-- Work required --
Take the material below and restate it word for word, stopping after the line in which "Some(TaskStatus::Running) => return" occurs.

-- Material shown --

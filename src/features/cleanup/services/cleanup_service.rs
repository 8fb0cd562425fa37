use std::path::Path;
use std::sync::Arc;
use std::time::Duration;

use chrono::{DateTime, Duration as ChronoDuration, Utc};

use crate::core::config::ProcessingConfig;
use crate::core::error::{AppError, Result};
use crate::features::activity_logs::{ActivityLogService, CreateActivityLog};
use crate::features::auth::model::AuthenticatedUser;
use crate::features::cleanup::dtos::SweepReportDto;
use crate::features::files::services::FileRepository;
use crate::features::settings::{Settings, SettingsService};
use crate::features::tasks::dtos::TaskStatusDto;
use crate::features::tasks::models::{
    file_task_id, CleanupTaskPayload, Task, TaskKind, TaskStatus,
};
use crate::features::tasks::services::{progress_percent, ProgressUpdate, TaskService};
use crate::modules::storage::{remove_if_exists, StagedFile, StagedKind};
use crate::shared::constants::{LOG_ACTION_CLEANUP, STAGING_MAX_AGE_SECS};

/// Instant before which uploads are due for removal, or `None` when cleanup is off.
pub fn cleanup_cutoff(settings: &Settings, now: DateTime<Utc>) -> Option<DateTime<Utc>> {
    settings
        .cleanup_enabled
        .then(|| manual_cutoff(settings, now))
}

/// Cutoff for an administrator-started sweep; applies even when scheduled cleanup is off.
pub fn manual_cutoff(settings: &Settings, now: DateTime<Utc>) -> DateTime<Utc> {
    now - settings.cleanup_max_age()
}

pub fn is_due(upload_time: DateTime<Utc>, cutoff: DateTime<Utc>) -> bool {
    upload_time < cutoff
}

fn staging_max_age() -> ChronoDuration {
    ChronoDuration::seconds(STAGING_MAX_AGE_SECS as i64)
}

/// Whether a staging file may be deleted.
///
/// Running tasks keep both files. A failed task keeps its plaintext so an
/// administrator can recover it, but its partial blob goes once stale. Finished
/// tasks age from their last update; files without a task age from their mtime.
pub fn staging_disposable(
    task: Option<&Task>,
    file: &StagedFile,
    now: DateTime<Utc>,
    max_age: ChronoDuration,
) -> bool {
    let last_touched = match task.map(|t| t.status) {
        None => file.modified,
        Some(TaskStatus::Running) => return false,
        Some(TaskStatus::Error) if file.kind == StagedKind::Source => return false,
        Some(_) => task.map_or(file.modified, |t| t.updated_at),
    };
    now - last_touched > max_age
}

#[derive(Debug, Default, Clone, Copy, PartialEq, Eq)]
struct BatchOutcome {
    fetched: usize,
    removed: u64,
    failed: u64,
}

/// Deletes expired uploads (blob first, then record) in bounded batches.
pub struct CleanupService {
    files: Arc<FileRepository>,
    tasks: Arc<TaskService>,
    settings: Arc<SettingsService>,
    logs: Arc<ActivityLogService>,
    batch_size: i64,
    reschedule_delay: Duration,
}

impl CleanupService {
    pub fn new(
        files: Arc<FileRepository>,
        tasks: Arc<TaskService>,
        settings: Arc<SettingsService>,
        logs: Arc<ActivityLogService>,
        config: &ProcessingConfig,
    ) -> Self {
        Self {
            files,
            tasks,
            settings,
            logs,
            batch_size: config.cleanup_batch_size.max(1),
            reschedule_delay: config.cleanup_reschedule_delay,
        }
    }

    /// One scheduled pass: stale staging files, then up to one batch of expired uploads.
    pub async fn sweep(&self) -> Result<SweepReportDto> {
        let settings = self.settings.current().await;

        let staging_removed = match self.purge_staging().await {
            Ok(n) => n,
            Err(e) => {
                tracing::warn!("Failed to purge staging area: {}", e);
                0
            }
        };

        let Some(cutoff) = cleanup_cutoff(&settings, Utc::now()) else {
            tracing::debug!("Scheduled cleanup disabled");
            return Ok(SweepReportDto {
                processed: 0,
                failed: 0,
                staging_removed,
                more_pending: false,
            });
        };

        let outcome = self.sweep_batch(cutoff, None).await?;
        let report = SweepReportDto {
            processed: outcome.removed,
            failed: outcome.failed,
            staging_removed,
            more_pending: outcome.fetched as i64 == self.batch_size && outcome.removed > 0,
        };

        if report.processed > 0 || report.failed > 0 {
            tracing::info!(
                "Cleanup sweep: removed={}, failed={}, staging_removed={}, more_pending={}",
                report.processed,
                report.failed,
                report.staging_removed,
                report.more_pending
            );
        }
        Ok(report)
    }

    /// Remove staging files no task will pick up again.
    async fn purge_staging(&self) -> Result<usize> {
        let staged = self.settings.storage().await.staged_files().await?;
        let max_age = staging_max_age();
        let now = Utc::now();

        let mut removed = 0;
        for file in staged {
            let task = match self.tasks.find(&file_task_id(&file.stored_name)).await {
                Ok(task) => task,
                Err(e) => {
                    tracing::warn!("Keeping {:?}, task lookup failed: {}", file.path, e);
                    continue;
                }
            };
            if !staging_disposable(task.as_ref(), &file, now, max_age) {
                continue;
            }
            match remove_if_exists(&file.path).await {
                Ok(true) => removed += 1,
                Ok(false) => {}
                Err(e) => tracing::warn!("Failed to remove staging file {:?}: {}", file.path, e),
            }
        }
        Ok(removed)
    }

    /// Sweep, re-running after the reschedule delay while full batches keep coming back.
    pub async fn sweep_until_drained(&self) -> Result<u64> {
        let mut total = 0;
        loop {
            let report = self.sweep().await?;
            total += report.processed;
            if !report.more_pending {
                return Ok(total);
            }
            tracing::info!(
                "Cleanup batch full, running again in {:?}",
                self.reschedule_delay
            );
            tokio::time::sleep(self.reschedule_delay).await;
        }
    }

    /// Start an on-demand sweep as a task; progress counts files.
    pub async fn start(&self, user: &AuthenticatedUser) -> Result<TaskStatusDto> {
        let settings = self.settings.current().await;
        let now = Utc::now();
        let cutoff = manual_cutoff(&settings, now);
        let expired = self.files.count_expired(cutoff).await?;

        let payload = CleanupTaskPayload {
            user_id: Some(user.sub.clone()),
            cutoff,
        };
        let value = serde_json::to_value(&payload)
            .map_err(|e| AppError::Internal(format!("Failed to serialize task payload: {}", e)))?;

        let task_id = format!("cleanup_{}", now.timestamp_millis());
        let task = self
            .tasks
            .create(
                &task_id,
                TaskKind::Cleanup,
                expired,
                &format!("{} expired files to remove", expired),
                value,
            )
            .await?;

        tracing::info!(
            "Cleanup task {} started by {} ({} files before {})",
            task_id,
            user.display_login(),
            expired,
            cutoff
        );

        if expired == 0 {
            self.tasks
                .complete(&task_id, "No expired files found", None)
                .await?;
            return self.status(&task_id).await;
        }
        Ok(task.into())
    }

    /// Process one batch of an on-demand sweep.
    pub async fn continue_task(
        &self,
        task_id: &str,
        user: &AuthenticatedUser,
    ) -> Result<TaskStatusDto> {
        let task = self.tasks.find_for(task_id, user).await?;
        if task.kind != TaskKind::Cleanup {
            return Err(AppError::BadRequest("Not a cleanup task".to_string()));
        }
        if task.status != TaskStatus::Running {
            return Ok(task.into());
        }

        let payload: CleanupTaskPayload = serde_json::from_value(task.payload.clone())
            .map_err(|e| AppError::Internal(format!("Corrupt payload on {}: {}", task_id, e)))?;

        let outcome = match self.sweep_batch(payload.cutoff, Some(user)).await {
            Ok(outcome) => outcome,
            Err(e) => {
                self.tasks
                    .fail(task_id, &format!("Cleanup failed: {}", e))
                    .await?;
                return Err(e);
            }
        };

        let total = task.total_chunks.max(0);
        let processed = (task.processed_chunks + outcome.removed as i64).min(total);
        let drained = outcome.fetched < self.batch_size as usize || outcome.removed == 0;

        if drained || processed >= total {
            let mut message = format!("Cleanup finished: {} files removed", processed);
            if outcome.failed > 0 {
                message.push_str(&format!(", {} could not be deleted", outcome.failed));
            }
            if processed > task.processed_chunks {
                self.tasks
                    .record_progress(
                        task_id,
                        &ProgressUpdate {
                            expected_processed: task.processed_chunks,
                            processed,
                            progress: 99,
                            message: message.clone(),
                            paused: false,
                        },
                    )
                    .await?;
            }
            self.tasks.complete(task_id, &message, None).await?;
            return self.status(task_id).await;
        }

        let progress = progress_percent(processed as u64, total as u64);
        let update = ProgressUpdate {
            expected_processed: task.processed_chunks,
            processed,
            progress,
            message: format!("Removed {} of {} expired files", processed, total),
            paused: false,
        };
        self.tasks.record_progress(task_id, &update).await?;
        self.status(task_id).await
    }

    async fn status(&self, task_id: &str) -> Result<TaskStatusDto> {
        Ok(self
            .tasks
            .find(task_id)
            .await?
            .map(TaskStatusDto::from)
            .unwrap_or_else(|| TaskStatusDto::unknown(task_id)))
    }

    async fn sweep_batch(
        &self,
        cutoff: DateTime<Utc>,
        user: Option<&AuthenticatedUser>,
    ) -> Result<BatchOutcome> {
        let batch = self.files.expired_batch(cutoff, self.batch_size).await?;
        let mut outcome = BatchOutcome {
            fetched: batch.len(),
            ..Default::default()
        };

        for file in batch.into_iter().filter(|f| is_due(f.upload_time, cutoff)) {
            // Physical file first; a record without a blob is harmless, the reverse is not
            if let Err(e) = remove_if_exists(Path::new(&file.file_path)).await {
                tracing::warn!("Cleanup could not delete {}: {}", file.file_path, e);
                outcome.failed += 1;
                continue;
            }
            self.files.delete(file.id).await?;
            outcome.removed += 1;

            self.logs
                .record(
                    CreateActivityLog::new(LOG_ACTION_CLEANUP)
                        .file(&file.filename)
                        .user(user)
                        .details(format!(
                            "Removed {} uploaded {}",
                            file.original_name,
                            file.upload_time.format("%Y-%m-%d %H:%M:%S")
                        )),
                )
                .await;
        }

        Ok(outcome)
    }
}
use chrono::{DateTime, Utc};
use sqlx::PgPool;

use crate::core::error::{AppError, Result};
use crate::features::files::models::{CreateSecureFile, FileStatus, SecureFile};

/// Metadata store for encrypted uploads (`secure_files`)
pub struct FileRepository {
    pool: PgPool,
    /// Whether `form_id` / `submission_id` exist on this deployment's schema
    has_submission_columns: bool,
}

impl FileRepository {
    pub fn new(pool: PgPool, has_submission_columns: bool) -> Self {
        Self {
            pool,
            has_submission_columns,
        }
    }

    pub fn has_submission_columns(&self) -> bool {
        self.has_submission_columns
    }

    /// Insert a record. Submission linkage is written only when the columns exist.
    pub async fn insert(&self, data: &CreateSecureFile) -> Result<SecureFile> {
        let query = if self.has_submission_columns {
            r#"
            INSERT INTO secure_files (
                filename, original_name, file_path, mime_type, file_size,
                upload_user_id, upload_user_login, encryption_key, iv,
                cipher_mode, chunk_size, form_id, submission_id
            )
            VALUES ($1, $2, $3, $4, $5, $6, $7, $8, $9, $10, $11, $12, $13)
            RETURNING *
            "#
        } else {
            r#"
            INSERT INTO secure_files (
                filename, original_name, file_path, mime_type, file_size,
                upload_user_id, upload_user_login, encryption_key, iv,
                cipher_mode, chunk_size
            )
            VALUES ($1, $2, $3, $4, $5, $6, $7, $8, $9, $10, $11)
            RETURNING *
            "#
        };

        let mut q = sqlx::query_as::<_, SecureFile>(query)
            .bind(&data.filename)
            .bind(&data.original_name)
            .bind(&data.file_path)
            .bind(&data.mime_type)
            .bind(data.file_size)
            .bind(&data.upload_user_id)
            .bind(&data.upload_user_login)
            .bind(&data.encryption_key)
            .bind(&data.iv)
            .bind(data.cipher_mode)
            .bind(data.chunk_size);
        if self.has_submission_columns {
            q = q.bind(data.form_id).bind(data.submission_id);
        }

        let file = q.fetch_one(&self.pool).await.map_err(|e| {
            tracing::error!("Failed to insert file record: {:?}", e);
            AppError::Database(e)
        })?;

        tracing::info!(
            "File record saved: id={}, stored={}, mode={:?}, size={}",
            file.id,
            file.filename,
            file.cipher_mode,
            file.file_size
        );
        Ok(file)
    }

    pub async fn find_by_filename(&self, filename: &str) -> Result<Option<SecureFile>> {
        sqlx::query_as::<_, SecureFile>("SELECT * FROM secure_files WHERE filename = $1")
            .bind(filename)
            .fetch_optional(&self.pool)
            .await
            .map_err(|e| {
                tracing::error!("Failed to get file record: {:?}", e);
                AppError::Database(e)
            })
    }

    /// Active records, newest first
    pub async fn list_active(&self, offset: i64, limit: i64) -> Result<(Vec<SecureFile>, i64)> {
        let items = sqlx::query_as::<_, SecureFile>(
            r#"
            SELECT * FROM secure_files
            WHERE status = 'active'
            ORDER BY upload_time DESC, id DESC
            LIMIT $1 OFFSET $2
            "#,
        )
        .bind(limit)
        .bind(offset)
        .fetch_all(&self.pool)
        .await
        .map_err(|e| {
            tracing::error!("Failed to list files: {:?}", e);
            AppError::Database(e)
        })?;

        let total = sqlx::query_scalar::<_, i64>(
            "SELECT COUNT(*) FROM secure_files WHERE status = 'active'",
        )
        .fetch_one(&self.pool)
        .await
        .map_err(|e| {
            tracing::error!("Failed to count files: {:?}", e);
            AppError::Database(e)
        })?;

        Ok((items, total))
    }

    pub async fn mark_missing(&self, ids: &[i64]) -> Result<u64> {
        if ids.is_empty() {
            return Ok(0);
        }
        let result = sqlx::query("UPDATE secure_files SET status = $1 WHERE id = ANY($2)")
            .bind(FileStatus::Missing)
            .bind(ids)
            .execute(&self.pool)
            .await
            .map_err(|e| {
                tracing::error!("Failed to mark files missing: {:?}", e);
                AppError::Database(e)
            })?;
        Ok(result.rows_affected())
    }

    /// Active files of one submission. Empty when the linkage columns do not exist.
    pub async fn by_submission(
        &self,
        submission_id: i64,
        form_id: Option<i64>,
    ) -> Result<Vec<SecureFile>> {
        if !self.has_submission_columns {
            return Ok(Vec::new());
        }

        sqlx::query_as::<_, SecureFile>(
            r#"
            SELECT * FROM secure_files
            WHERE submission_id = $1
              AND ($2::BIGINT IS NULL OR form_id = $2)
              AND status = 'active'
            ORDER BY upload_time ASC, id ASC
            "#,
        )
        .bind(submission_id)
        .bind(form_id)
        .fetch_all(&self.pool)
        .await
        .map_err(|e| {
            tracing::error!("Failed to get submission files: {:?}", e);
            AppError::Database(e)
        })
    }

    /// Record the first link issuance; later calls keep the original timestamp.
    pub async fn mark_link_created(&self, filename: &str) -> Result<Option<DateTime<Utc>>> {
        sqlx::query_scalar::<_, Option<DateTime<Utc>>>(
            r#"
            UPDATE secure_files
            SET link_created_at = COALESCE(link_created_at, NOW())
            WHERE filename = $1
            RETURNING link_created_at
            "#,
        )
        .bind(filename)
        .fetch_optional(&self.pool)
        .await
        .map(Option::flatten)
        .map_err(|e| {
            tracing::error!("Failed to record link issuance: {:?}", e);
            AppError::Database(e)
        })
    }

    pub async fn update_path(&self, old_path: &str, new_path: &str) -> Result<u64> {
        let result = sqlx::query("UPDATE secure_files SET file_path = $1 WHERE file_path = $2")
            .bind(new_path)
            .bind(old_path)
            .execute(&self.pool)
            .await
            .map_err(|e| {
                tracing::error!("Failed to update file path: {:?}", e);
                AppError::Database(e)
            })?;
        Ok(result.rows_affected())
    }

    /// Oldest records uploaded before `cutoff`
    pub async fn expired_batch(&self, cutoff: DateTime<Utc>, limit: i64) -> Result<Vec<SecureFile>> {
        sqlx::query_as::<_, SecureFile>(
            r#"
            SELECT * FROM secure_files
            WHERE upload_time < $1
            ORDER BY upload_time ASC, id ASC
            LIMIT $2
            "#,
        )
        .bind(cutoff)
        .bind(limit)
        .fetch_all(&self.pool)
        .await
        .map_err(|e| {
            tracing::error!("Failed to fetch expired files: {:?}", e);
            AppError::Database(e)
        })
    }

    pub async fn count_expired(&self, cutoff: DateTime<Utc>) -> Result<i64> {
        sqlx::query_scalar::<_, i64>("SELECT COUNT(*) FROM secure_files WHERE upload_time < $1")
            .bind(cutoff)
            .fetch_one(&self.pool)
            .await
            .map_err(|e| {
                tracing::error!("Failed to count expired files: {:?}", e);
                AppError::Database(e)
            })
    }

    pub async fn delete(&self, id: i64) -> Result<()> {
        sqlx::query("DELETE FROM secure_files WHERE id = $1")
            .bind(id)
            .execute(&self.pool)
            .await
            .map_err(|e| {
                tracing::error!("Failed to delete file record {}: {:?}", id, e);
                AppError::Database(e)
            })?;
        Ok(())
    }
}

-- Reply to the task --
filename src/features/cleanup/services/cleanup_service.rs
repository 8fb0cd562425fa37
use std::path::Path;
use std::sync::Arc;
use std::time::Duration;

use chrono::{DateTime, Duration as ChronoDuration, Utc};

use crate::core::config::ProcessingConfig;
use crate::core::error::{AppError, Result};
use crate::features::activity_logs::{ActivityLogService, CreateActivityLog};
use crate::features::auth::model::AuthenticatedUser;
use crate::features::cleanup::dtos::SweepReportDto;
use crate::features::files::services::FileRepository;
use crate::features::settings::{Settings, SettingsService};
use crate::features::tasks::dtos::TaskStatusDto;
use crate::features::tasks::models::{
    file_task_id, CleanupTaskPayload, Task, TaskKind, TaskStatus,
};
use crate::features::tasks::services::{progress_percent, ProgressUpdate, TaskService};
use crate::modules::storage::{remove_if_exists, StagedFile, StagedKind};
use crate::shared::constants::{LOG_ACTION_CLEANUP, STAGING_MAX_AGE_SECS};

/// Instant before which uploads are due for removal, or `None` when cleanup is off.
pub fn cleanup_cutoff(settings: &Settings, now: DateTime<Utc>) -> Option<DateTime<Utc>> {
    settings
        .cleanup_enabled
        .then(|| manual_cutoff(settings, now))
}

/// Cutoff for an administrator-started sweep; applies even when scheduled cleanup is off.
pub fn manual_cutoff(settings: &Settings, now: DateTime<Utc>) -> DateTime<Utc> {
    now - settings.cleanup_max_age()
}

pub fn is_due(upload_time: DateTime<Utc>, cutoff: DateTime<Utc>) -> bool {
    upload_time < cutoff
}

fn staging_max_age() -> ChronoDuration {
    ChronoDuration::seconds(STAGING_MAX_AGE_SECS as i64)
}

/// Whether a staging file may be deleted.
///
/// Running tasks keep both files. A failed task keeps its plaintext so an
/// administrator can recover it, but its partial blob goes once stale. Finished
/// tasks age from their last update; files without a task age from their mtime.
pub fn staging_disposable(
    task: Option<&Task>,
    file: &StagedFile,
    now: DateTime<Utc>,
    max_age: ChronoDuration,
) -> bool {
    let last_touched = match task.map(|t| t.status) {
        None => file.modified,
        Some(TaskStatus::Running) => return false,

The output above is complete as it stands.